Black spots in the field of vision are typically a type of floater, which may be a symptom of retinal detachment, diabetic retinopathy, retinal tears or severe nearsightedness, according to MedicineNet. Inflammatory diseases, such as syphilis, sarcoidosis, tuberculosis and acute retinal necrosis, may also cause floaters. They are more likely to develop after a cataract surgery, eye injury or YAG laser surgery.
Floaters move around the field of vision and may appear as black or gray spots, cobwebs or strings, Mayo Clinic states. Floaters seem to move away when the person tries to focus directly on them, and they may eventually drift out of sight. Looking at a solid, bright surface, such as a white wall, makes floaters more visible. Floaters are often linked to aging as debris forms in the vitreous gel that helps the eye maintain its shape. The vitreous becomes more liquefied and starts to detach from the inner wall of the eye, causing stringy fibers to clump together and cast shadows on the retina.

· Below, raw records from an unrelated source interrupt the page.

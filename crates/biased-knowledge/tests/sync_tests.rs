//! End-to-end sync runs against temporary projects

use std::path::Path;

use biased_fs::NormalizedPath;
use biased_knowledge::{
    ChangeDetection, Error, Extractors, KnowledgeConfig, KnowledgeSync, PdfExtractor, Result,
    Sheet, SyncOutcome, SyncSummary, WorkbookReader,
};
use biased_test_utils::TestProject;
use biased_test_utils::fixtures::docx_bytes;
use pretty_assertions::assert_eq;

const KNOWLEDGE: &str = "biased/knowledge";

struct FakeWorkbook(Vec<Sheet>);

impl WorkbookReader for FakeWorkbook {
    fn read_sheets(&self, _path: &Path) -> Result<Vec<Sheet>> {
        Ok(self.0.clone())
    }
}

struct BrokenPdf;

impl PdfExtractor for BrokenPdf {
    fn extract_text(&self, _bytes: &[u8]) -> Result<String> {
        Err(Error::extraction("pdf", "broken.pdf", "unexpected end of stream"))
    }
}

fn engine(project: &TestProject) -> KnowledgeSync {
    KnowledgeSync::new(NormalizedPath::new(project.root())).unwrap()
}

fn completed(outcome: SyncOutcome) -> SyncSummary {
    match outcome {
        SyncOutcome::Completed(summary) => summary,
        other => panic!("expected a completed run, got {other:?}"),
    }
}

fn sync(project: &TestProject) -> SyncSummary {
    completed(engine(project).run().unwrap())
}

#[test]
fn first_run_creates_one_artifact_per_source() {
    let project = TestProject::new();
    project.write_doc("notes.txt", "hello");
    project.write_doc("guide.md", "# Guide");
    project.age("biased/docs/notes.txt", 60);
    project.age("biased/docs/guide.md", 60);

    let summary = sync(&project);

    assert_eq!(summary.created, 2);
    assert_eq!(summary.files, vec!["guide.md.md", "notes.txt.md"]);
    project.assert_file_contains("biased/knowledge/notes.txt.md", "source_file: notes.txt");
    project.assert_file_contains("biased/knowledge/notes.txt.md", "# notes.txt\n\nhello");
    project.assert_file_exists("biased/knowledge/summary.md");
}

#[test]
fn second_run_skips_everything() {
    let project = TestProject::new();
    project.write_doc("a.txt", "a");
    project.write_doc("sub/b.md", "b");
    project.age("biased/docs/a.txt", 60);
    project.age("biased/docs/sub/b.md", 60);

    sync(&project);
    let second = sync(&project);

    assert_eq!(second.created, 0);
    assert_eq!(second.updated, 0);
    assert_eq!(second.deleted, 0);
    assert_eq!(second.skipped, second.total());
    assert_eq!(second.total(), 2);
}

#[test]
fn modified_source_is_updated() {
    let project = TestProject::new();
    project.write_doc("a.txt", "old");
    project.age("biased/docs/a.txt", 60);
    sync(&project);

    project.write_doc("a.txt", "new");
    let artifact_time = std::fs::metadata(project.path("biased/knowledge/a.txt.md"))
        .unwrap()
        .modified()
        .unwrap();
    project.set_mtime("biased/docs/a.txt", artifact_time + std::time::Duration::from_secs(5));

    let summary = sync(&project);

    assert_eq!(summary.updated, 1);
    project.assert_file_contains("biased/knowledge/a.txt.md", "new");
}

#[test]
fn equal_timestamps_reconvert() {
    let project = TestProject::new();
    project.write_doc("a.txt", "a");
    project.age("biased/docs/a.txt", 60);
    sync(&project);

    let artifact = "biased/knowledge/a.txt.md";
    let source_time = std::fs::metadata(project.path("biased/docs/a.txt"))
        .unwrap()
        .modified()
        .unwrap();
    project.set_mtime(artifact, source_time);

    let summary = sync(&project);
    assert_eq!(summary.updated, 1);
    assert_eq!(summary.skipped, 0);
}

#[test]
fn orphans_are_deleted_and_empty_dirs_pruned() {
    let project = TestProject::new();
    project.write_doc("keep.txt", "k");
    project.write_doc("old/gone.txt", "g");
    project.age("biased/docs/keep.txt", 60);
    sync(&project);

    std::fs::remove_dir_all(project.path("biased/docs/old")).unwrap();
    let summary = sync(&project);

    assert_eq!(summary.deleted, 1);
    project.assert_file_not_exists("biased/knowledge/old/gone.txt.md");
    project.assert_file_not_exists("biased/knowledge/old");
    project.assert_file_exists("biased/knowledge/keep.txt.md");
    project.assert_file_exists("biased/knowledge/summary.md");
}

#[test]
fn non_markdown_files_in_knowledge_are_left_alone() {
    let project = TestProject::new();
    project.mkdir("biased/docs");
    project.write("biased/knowledge/index.json", "{}");

    let summary = sync(&project);

    assert_eq!(summary.deleted, 0);
    project.assert_file_exists("biased/knowledge/index.json");
}

#[test]
fn markdown_source_gets_double_extension() {
    let project = TestProject::new();
    project.write_doc("x.md", "body");

    let summary = sync(&project);

    assert_eq!(summary.files, vec!["x.md.md"]);
    project.assert_file_exists("biased/knowledge/x.md.md");
    project.assert_file_not_exists("biased/knowledge/x.md");
}

#[test]
fn binary_asset_gets_metadata_stub() {
    let project = TestProject::new();
    project.write_doc("image.png", [0x89u8, b'P', b'N', b'G']);

    sync(&project);

    let artifact = project.read("biased/knowledge/image.png.md");
    assert!(artifact.contains("Asset: image.png"));
    assert!(artifact.contains("binary asset"));
    assert!(artifact.contains("- **Type**: image/png"));
}

#[test]
fn spreadsheet_becomes_markdown_table() {
    let project = TestProject::new();
    project.write_doc("data.xlsx", "not a real workbook");
    let extractors = Extractors::default()
        .with_workbook(FakeWorkbook(vec![Sheet::new("Sheet1", "a,b\n1,2\n")]));

    let summary = completed(engine(&project).with_extractors(extractors).run().unwrap());

    assert_eq!(summary.created, 1);
    let artifact = project.read("biased/knowledge/data.xlsx.md");
    assert!(artifact.contains("## Sheet: Sheet1"));
    assert!(artifact.contains("| a | b |"));
    assert!(artifact.contains("| --- | --- |"));
    assert!(artifact.contains("| 1 | 2 |"));
}

#[test]
fn failing_extraction_is_isolated() {
    let project = TestProject::new();
    project.write_doc("broken.pdf", "%PDF-garbage");
    project.write_doc("fine.txt", "ok");
    let extractors = Extractors::default().with_pdf(BrokenPdf);

    let summary = completed(engine(&project).with_extractors(extractors).run().unwrap());

    assert_eq!(summary.created, 1);
    assert_eq!(summary.failed_count(), 1);
    assert_eq!(summary.failed[0].source, "broken.pdf");
    assert_eq!(summary.files, vec!["broken.pdf.md", "fine.txt.md"]);
    project.assert_file_not_exists("biased/knowledge/broken.pdf.md");
    project.assert_file_contains("biased/knowledge/summary.md", "## Failed Conversions");
}

#[test]
fn failing_extraction_keeps_prior_artifact() {
    let project = TestProject::new();
    project.write_doc("broken.pdf", "%PDF-garbage");
    project.write("biased/knowledge/broken.pdf.md", "previous content");
    project.age("biased/knowledge/broken.pdf.md", 120);
    let extractors = Extractors::default().with_pdf(BrokenPdf);

    let summary = completed(engine(&project).with_extractors(extractors).run().unwrap());

    assert_eq!(summary.deleted, 0);
    assert_eq!(summary.updated, 0);
    assert_eq!(project.read("biased/knowledge/broken.pdf.md"), "previous content");
}

#[test]
fn word_document_text_is_extracted() {
    let project = TestProject::new();
    project.write_doc("brief.docx", docx_bytes(&["Mission", "Ship it"]));

    let summary = sync(&project);

    assert_eq!(summary.failed_count(), 0);
    let artifact = project.read("biased/knowledge/brief.docx.md");
    assert!(artifact.contains("Mission"));
    assert!(artifact.contains("Ship it"));
}

#[test]
fn corrupt_word_document_is_reported_not_stubbed() {
    let project = TestProject::new();
    project.write_doc("bad.docx", "this is not a zip archive");

    let summary = sync(&project);

    assert_eq!(summary.failed_count(), 1);
    project.assert_file_not_exists("biased/knowledge/bad.docx.md");
}

#[test]
fn source_named_summary_is_skipped() {
    let project = TestProject::new();
    project.write_doc("summary", "would clobber");
    project.write_doc("other.txt", "x");

    let summary = sync(&project);

    assert_eq!(summary.files, vec!["other.txt.md"]);
    project.assert_file_contains("biased/knowledge/summary.md", "# Knowledge Base Summary");
}

#[test]
fn missing_docs_dir_touches_nothing() {
    let project = TestProject::new();

    let outcome = engine(&project).run().unwrap();

    assert!(matches!(outcome, SyncOutcome::NoSources { .. }));
    project.assert_file_not_exists(KNOWLEDGE);
}

#[test]
fn empty_docs_dir_still_writes_summary() {
    let project = TestProject::new();
    project.mkdir("biased/docs");

    let summary = sync(&project);

    assert_eq!(summary.total(), 0);
    project.assert_file_contains("biased/knowledge/summary.md", "- **Total Documents**: 0");
}

#[test]
fn checksum_mode_ignores_touched_but_unchanged_sources() {
    let project = TestProject::new();
    project.write_doc("a.txt", "stable");
    let config = KnowledgeConfig {
        change_detection: ChangeDetection::Checksum,
        ..KnowledgeConfig::default()
    };
    let root = NormalizedPath::new(project.root());

    KnowledgeSync::with_config(root.clone(), config.clone()).run().unwrap();
    project.set_mtime(
        "biased/docs/a.txt",
        std::time::SystemTime::now() + std::time::Duration::from_secs(3600),
    );
    let summary = completed(KnowledgeSync::with_config(root, config).run().unwrap());

    assert_eq!(summary.skipped, 1);
    assert_eq!(summary.updated, 0);
}

#[test]
fn checksum_mode_picks_up_content_changes() {
    let project = TestProject::new();
    project.write("biased/config.toml", "[knowledge]\nchange_detection = \"checksum\"\n");
    project.write_doc("a.txt", "one");
    sync(&project);

    project.write_doc("a.txt", "two");
    let summary = sync(&project);

    assert_eq!(summary.updated, 1);
    project.assert_file_contains("biased/knowledge/a.txt.md", "two");
}

#[test]
fn configured_directories_are_used() {
    let project = TestProject::new();
    project.write(
        "biased/config.toml",
        "[knowledge]\ndocs_dir = \"sources\"\nknowledge_dir = \"kb\"\n",
    );
    project.write("sources/a.txt", "a");

    let summary = sync(&project);

    assert_eq!(summary.created, 1);
    project.assert_file_exists("kb/a.txt.md");
    project.assert_file_exists("kb/summary.md");
}

#[test]
fn summary_lists_every_processed_file() {
    let project = TestProject::new();
    project.write_doc("a.txt", "a");
    project.write_doc("nested/deep/b.txt", "b");

    sync(&project);

    let summary = project.read("biased/knowledge/summary.md");
    assert!(summary.contains("- [a.txt.md](a.txt.md)"));
    assert!(summary.contains("- [nested/deep/b.txt.md](nested/deep/b.txt.md)"));
    assert!(summary.contains("- **Created**: 2"));
}

#[test]
fn non_utf8_text_is_decoded_lossily() {
    let project = TestProject::new();
    project.write_doc("notes.txt", b"caf\xe9 menu\n");

    let summary = sync(&project);

    assert_eq!(summary.created, 1);
    assert_eq!(summary.failed_count(), 0);
    project.assert_file_contains("biased/knowledge/notes.txt.md", "caf\u{FFFD} menu");
}

#[test]
fn knowledge_inside_docs_is_rejected() {
    let project = TestProject::new();
    project.write("biased/a.txt", "a");
    let config = KnowledgeConfig {
        docs_dir: "biased".into(),
        ..KnowledgeConfig::default()
    };

    let result = KnowledgeSync::with_config(NormalizedPath::new(project.root()), config).run();

    assert!(matches!(result, Err(Error::OverlappingTrees { .. })));
    project.assert_file_not_exists(KNOWLEDGE);
}

#[test]
fn docs_inside_knowledge_is_rejected() {
    let project = TestProject::new();
    project.write_doc("a.txt", "a");
    let config = KnowledgeConfig {
        knowledge_dir: "biased".into(),
        ..KnowledgeConfig::default()
    };

    let result = KnowledgeSync::with_config(NormalizedPath::new(project.root()), config).run();

    assert!(matches!(result, Err(Error::OverlappingTrees { .. })));
    project.assert_file_not_exists("biased/summary.md");
}

#[test]
fn overlapping_config_file_fails_to_load() {
    let project = TestProject::new();
    project.write("biased/config.toml", "[knowledge]\nknowledge_dir = \"biased/docs\"\n");

    let err = KnowledgeSync::new(NormalizedPath::new(project.root())).unwrap_err();

    assert!(matches!(err, Error::OverlappingTrees { .. }));
}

The debris also partially hinders light passing through the eye.
Floaters that aren’t related to aging may be caused by posterior uveitis, a form of inflammation, Mayo Clinic notes. A person who suffers blood vessel damage or an eye injury may have floaters caused by internal bleeding in the vitreous. Doctors advise people to seek medical attention if floaters suddenly increase, they experience flashes of light or darkness clouds their peripheral vision.